Extracted records:
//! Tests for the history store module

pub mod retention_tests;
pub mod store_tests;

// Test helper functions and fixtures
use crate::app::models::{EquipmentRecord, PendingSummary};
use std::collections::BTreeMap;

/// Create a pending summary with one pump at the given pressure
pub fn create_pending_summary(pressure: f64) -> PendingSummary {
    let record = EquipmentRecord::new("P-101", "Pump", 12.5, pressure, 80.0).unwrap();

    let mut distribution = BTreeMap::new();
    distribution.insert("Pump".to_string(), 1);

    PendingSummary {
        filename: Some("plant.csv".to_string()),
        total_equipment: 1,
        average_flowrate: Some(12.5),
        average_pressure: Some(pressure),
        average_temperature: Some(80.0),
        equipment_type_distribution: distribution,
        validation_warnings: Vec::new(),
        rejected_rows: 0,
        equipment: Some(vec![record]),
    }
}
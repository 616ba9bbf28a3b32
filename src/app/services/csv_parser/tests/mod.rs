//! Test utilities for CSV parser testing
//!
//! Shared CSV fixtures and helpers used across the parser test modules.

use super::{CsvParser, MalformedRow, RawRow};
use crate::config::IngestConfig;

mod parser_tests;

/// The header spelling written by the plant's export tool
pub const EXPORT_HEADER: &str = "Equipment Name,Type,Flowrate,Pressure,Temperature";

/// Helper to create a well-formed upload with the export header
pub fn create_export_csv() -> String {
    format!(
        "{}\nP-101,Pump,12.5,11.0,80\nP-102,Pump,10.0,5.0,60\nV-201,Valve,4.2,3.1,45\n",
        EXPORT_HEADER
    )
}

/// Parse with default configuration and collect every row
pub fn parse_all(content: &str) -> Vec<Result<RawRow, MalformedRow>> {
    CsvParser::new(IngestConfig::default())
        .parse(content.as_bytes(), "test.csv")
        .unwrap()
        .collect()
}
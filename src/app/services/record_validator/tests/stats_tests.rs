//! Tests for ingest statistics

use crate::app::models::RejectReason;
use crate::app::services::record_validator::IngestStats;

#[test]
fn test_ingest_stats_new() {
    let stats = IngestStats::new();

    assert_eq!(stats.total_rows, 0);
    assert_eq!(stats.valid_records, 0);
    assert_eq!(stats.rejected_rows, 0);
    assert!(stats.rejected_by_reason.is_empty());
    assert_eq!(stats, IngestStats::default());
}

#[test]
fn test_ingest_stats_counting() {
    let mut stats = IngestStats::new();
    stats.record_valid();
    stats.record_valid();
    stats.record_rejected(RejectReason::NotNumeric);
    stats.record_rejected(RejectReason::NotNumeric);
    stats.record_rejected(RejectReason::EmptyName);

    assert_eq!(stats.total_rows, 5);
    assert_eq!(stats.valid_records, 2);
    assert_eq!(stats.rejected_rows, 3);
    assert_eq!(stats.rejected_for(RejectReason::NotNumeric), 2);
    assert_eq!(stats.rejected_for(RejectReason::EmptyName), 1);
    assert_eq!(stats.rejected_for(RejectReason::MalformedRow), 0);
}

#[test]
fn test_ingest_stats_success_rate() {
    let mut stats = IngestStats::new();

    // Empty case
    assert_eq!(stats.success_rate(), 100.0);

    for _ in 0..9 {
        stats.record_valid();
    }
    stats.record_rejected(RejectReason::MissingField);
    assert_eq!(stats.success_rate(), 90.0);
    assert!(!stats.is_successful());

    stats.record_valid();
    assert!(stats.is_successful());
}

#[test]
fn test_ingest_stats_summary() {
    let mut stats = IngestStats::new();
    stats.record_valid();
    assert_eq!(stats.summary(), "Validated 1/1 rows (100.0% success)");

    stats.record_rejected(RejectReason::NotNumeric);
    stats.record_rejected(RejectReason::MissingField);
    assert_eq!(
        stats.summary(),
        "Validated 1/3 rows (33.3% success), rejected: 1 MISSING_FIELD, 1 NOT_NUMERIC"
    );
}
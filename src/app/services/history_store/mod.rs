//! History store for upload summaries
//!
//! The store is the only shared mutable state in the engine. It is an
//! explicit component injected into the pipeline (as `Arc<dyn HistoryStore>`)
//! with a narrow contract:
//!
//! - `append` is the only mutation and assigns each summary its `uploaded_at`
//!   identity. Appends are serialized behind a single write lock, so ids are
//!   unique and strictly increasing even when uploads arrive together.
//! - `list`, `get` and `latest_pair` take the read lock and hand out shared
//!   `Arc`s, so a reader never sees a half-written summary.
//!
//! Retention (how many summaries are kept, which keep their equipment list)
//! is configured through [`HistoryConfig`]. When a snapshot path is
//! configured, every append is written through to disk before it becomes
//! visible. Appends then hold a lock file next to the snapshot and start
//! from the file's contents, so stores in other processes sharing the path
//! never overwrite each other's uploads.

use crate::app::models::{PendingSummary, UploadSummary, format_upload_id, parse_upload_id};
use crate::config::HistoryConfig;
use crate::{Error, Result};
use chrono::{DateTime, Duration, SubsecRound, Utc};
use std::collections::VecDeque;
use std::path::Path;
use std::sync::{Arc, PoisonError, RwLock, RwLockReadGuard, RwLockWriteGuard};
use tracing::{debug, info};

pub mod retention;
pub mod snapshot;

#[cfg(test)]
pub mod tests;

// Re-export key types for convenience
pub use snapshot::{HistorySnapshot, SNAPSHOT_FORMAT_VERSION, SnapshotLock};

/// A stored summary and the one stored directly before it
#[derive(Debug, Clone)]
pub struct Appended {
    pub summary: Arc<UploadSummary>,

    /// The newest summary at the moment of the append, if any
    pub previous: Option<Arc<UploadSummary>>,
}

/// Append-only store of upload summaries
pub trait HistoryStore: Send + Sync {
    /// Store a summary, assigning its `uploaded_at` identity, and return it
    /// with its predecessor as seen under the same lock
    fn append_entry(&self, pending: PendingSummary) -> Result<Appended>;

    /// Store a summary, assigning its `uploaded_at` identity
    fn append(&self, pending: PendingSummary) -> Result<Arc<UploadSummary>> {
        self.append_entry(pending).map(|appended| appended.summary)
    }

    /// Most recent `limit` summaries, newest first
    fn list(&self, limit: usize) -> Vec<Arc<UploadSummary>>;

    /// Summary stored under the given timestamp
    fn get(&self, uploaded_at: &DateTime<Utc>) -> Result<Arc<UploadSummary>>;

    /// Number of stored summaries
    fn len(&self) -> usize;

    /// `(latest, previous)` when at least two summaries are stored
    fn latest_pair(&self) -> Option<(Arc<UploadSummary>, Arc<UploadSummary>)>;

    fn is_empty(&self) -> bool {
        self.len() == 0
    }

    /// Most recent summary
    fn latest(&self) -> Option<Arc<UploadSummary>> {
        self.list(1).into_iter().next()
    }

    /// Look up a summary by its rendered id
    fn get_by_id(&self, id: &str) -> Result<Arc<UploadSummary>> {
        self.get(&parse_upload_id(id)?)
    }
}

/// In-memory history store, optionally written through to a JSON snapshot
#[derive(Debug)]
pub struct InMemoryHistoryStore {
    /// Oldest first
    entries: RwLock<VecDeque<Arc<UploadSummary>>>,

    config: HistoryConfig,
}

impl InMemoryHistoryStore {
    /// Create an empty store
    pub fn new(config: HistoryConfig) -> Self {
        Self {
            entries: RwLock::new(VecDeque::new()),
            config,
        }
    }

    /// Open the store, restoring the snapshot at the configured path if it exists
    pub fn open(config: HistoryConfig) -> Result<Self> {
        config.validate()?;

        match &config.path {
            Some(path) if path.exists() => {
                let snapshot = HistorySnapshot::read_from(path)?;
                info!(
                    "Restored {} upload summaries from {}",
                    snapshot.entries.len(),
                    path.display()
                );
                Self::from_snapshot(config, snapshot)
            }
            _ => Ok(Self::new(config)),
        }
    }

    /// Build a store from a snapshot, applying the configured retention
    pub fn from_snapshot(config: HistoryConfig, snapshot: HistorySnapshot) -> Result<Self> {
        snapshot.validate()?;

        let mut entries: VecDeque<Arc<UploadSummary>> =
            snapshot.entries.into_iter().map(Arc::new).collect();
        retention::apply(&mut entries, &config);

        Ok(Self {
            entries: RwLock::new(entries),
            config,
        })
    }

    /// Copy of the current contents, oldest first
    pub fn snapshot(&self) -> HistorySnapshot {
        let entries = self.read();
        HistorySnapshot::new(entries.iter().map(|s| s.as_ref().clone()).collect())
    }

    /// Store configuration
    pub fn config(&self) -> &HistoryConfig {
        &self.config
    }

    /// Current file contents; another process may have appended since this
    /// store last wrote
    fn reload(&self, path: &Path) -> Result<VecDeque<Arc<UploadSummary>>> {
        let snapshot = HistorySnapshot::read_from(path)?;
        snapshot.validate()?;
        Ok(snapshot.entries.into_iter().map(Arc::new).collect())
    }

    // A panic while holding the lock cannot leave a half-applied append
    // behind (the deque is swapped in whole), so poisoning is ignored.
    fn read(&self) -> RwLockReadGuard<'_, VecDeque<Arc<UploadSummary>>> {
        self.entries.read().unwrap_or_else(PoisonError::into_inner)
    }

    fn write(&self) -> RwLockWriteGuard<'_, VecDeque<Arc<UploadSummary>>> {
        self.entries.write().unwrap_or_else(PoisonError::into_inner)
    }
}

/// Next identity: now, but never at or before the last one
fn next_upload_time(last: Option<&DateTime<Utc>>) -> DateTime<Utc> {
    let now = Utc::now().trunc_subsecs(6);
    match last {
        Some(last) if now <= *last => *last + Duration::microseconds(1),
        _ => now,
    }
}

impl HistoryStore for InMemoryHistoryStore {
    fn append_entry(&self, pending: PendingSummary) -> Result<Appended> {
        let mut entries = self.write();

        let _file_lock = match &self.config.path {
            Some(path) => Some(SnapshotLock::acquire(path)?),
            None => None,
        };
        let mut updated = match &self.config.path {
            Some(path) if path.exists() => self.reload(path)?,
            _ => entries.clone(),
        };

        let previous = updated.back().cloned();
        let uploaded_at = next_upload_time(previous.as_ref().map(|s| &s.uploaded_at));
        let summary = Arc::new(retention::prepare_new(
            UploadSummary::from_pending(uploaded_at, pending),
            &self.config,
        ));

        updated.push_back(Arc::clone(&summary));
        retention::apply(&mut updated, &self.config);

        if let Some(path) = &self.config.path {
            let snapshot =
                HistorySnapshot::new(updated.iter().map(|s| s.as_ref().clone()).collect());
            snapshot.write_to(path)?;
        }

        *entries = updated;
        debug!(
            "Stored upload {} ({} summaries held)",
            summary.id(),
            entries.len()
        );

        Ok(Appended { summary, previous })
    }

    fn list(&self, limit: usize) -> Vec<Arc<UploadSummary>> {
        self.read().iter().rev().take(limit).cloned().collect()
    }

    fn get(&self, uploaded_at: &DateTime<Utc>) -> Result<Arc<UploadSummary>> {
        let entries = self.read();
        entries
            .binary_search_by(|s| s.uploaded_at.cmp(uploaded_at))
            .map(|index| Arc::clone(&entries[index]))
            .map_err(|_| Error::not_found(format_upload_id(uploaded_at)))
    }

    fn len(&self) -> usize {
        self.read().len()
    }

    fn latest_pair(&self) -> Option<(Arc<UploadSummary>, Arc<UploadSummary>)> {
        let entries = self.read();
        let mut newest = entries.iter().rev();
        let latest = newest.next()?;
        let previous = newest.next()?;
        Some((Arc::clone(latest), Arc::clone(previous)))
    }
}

WHAT IS NEEDED:
Starting from the line that contains "if let Some(path)", reproduce each line of the data exactly through the last one.

ANSWER FOR THIS EXERCISE:
        if let Some(path) = &self.config.path {
            let snapshot =
                HistorySnapshot::new(updated.iter().map(|s| s.as_ref().clone()).collect());
            snapshot.write_to(path)?;
        }

        *entries = updated;
        debug!(
            "Stored upload {} ({} summaries held)",
            summary.id(),
            entries.len()
        );

        Ok(Appended { summary, previous })
    }

    fn list(&self, limit: usize) -> Vec<Arc<UploadSummary>> {
        self.read().iter().rev().take(limit).cloned().collect()
    }

    fn get(&self, uploaded_at: &DateTime<Utc>) -> Result<Arc<UploadSummary>> {
        let entries = self.read();
        entries
            .binary_search_by(|s| s.uploaded_at.cmp(uploaded_at))
            .map(|index| Arc::clone(&entries[index]))
            .map_err(|_| Error::not_found(format_upload_id(uploaded_at)))
    }

    fn len(&self) -> usize {
        self.read().len()
    }

    fn latest_pair(&self) -> Option<(Arc<UploadSummary>, Arc<UploadSummary>)> {
        let entries = self.read();
        let mut newest = entries.iter().rev();
        let latest = newest.next()?;
        let previous = newest.next()?;
        Some((Arc::clone(latest), Arc::clone(previous)))
    }
}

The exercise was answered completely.